Q. You seem to have a huge interest in biotechnology as an energy source.  
 
A. Yes. I see biotechnology development as the post-nuclear energy solution.  
 
Until now, we have used dead microorganisms as energy whether it’d be coal or petroleum.  
 
But such reserves are limited, and we can only depend on these fossil fuels for so long.  
 
Instead, we should now be focusing on live microbes.  
 
Our affiliate Daesung Eco-Energy has been operating a landfill heating gas for an apartment complex in Daegu that provides heat for 15,000 households.
 
All we do is cover the waste collected from all around Daegu with dirt and leave it for two to three years. And then we collect methane gas, which is used for heating.  
 
The anaerobic bacteria floating in the air alive does its jobs on its own in creating methane gas.  
 
Not only is this good for pollution but also for the economy.  
 
Daesung Eco-Energy is one of our most profitable affiliates.  
 
For one, it cuts logistical costs.  
 
When bringing LNG, we first have to acquire the gas in foreign countries such as the United Arab Emirates, Qatar, Australia or Malaysia.
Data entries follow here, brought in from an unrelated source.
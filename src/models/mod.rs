use bytes::Bytes;
use serde::Serialize;
use uuid::Uuid;

/// Arbitrary, schema-free metadata reported by the sanitize service.
///
/// Field order is preserved so before/after views line up for display.
pub type MetadataMap = serde_json::Map<String, serde_json::Value>;

#[derive(Debug, Clone, Copy, PartialEq, Eq, Serialize)]
#[serde(rename_all = "snake_case")]
pub enum FileState {
    Uploaded,
    Processing,
    Success,
    Error,
}

#[derive(Debug, Clone, Copy, PartialEq, Eq, Serialize)]
#[serde(rename_all = "snake_case")]
pub enum BackupStatus {
    NotRequested,
    Pending,
    Done,
}

#[derive(Debug, Clone, Serialize)]
pub struct BackupInfo {
    pub status: BackupStatus,
    pub remote_id: Option<String>,
}

impl Default for BackupInfo {
    fn default() -> Self {
        Self {
            status: BackupStatus::NotRequested,
            remote_id: None,
        }
    }
}

/// One user-submitted file and its sanitize/backup lifecycle state
#[derive(Debug, Clone, Serialize)]
pub struct FileItem {
    pub id: Uuid,
    #[serde(skip)]
    pub payload: Bytes,
    pub display_name: String,
    pub size_bytes: u64,
    pub state: FileState,
    /// Informational, meaningful only while `state` is `Processing`
    pub progress: u8,
    pub error: Option<String>,
    pub metadata_before: Option<MetadataMap>,
    pub metadata_after: Option<MetadataMap>,
    pub removed_keys: Vec<String>,
    pub remote_link: Option<String>,
    pub backup: BackupInfo,
}

impl FileItem {
    pub fn new(display_name: String, payload: Bytes) -> Self {
        let size_bytes = payload.len() as u64;
        Self {
            id: Uuid::new_v4(),
            payload,
            display_name,
            size_bytes,
            state: FileState::Uploaded,
            progress: 0,
            error: None,
            metadata_before: None,
            metadata_after: None,
            removed_keys: Vec::new(),
            remote_link: None,
            backup: BackupInfo::default(),
        }
    }
}

/// Field names present before sanitization but absent after, in original order
pub fn removed_keys(before: &MetadataMap, after: &MetadataMap) -> Vec<String> {
    before
        .keys()
        .filter(|key| !after.contains_key(key.as_str()))
        .cloned()
        .collect()
}

/// The ordered, mutable collection of all work items for the current session.
///
/// All state transitions go through the methods below; each enforces the
/// monotonic `Uploaded -> Processing -> {Success | Error}` machine and the
/// backup sub-machine, so a stale or repeated call is a no-op rather than a
/// corrupting write.
#[derive(Debug, Default)]
pub struct FileQueue {
    items: Vec<FileItem>,
}

impl FileQueue {
    pub fn new() -> Self {
        Self::default()
    }

    pub fn push(&mut self, item: FileItem) {
        self.items.push(item);
    }

    pub fn items(&self) -> &[FileItem] {
        &self.items
    }

    pub fn len(&self) -> usize {
        self.items.len()
    }

    pub fn is_empty(&self) -> bool {
        self.items.is_empty()
    }

    pub fn get(&self, id: Uuid) -> Option<&FileItem> {
        self.items.iter().find(|item| item.id == id)
    }

    fn get_mut(&mut self, id: Uuid) -> Option<&mut FileItem> {
        self.items.iter_mut().find(|item| item.id == id)
    }

    /// Snapshot of items still awaiting sanitization, in queue order
    pub fn uploaded_snapshot(&self) -> Vec<(Uuid, String, Bytes)> {
        self.items
            .iter()
            .filter(|item| item.state == FileState::Uploaded)
            .map(|item| (item.id, item.display_name.clone(), item.payload.clone()))
            .collect()
    }

    /// Sanitized items whose originals have not been backed up yet
    pub fn backup_candidates(&self) -> Vec<(Uuid, String, Bytes)> {
        self.items
            .iter()
            .filter(|item| {
                item.state == FileState::Success && item.backup.status != BackupStatus::Done
            })
            .map(|item| (item.id, item.display_name.clone(), item.payload.clone()))
            .collect()
    }

    /// `Uploaded -> Processing`. Returns false (and leaves the item alone)
    /// for any other starting state.
    pub fn mark_processing(&mut self, id: Uuid) -> bool {
        match self.get_mut(id) {
            Some(item) if item.state == FileState::Uploaded => {
                item.state = FileState::Processing;
                item.progress = 0;
                true
            }
            _ => false,
        }
    }

    /// `Processing -> Success`, attaching the sanitize results
    pub fn complete(
        &mut self,
        id: Uuid,
        metadata_before: MetadataMap,
        metadata_after: MetadataMap,
        remote_link: Option<String>,
    ) -> bool {
        match self.get_mut(id) {
            Some(item) if item.state == FileState::Processing => {
                item.removed_keys = removed_keys(&metadata_before, &metadata_after);
                item.metadata_before = Some(metadata_before);
                item.metadata_after = Some(metadata_after);
                item.remote_link = remote_link;
                item.state = FileState::Success;
                item.progress = 100;
                item.error = None;
                true
            }
            _ => false,
        }
    }

    /// `Processing -> Error`, recording the failure detail
    pub fn fail(&mut self, id: Uuid, message: String) -> bool {
        match self.get_mut(id) {
            Some(item) if item.state == FileState::Processing => {
                item.state = FileState::Error;
                item.progress = 0;
                item.error = Some(message);
                true
            }
            _ => false,
        }
    }

    /// Backup sub-machine: legal only once the parent item is `Success`
    pub fn mark_backup_pending(&mut self, id: Uuid) -> bool {
        match self.get_mut(id) {
            Some(item)
                if item.state == FileState::Success
                    && item.backup.status != BackupStatus::Done =>
            {
                item.backup.status = BackupStatus::Pending;
                true
            }
            _ => false,
        }
    }

    pub fn complete_backup(&mut self, id: Uuid, remote_id: String) -> bool {
        match self.get_mut(id) {
            Some(item) if item.state == FileState::Success => {
                item.backup.status = BackupStatus::Done;
                item.backup.remote_id = Some(remote_id);
                true
            }
            _ => false,
        }
    }

    /// Remove settled items. `Uploaded` and `Processing` items always survive.
    pub fn clear_completed(&mut self) -> usize {
        let before = self.items.len();
        self.items.retain(|item| {
            matches!(item.state, FileState::Uploaded | FileState::Processing)
        });
        before - self.items.len()
    }
}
The gas then has to be liquefied before being shipped to a port in Pyeongtaek [in Gyeonggi]. Then the gas is deliquified and distributed to homes via pipes.  
 
In the case of the landfill, all we need to do is cover the waste with dirt and collect the gas.  
 
Even when selling the gas to regional heating corporations for a value below the market price, we still make profit.  
 
The next step is utilizing microorganisms that generate its own electricity.  
 
One example is pouring such microbes into a tank full of water. The power that is produced from the tank is then used in powering home appliances.  
 
The ultimate goal of ours is to develop technologies that will raise energy efficiency.  
 
Q. You have also focused on environment issues overseas including reforestation in Mongolia.  
 
A. I always thought it was obvious [to build hybrid solar and wind power system SolarWin]. The desertification in Mongolia is happening. The wind in [the Gobi Desert of] Mongolia is so strong that a special break has to be installed on the wind generators. And since there are no[dramatic] weather changes mixing solar and wind power, connecting it to an energy storage, seemed to be a solution.  
 
Until recently, we’ve been involved in projects that supply power through solar, wind and hydro systems in other areas such as Bangladesh, Central Asia, Ethiopia and the Galápagos Islands.  
 
Q. What is your business philosophy?  
 
In the bible there is a saying, “A good name is more desirable than great riches.”  
 
I believe the most profitable business model is working for the public’s good.  
 
Business-wise, it's energy efficiency. Our entire enterprises will be focusing on efficiencies.  
 
Energy efficiency is often referred to as the fifth fuel.  
 
However, I believe that energy efficiency, in fact, is the first fuel.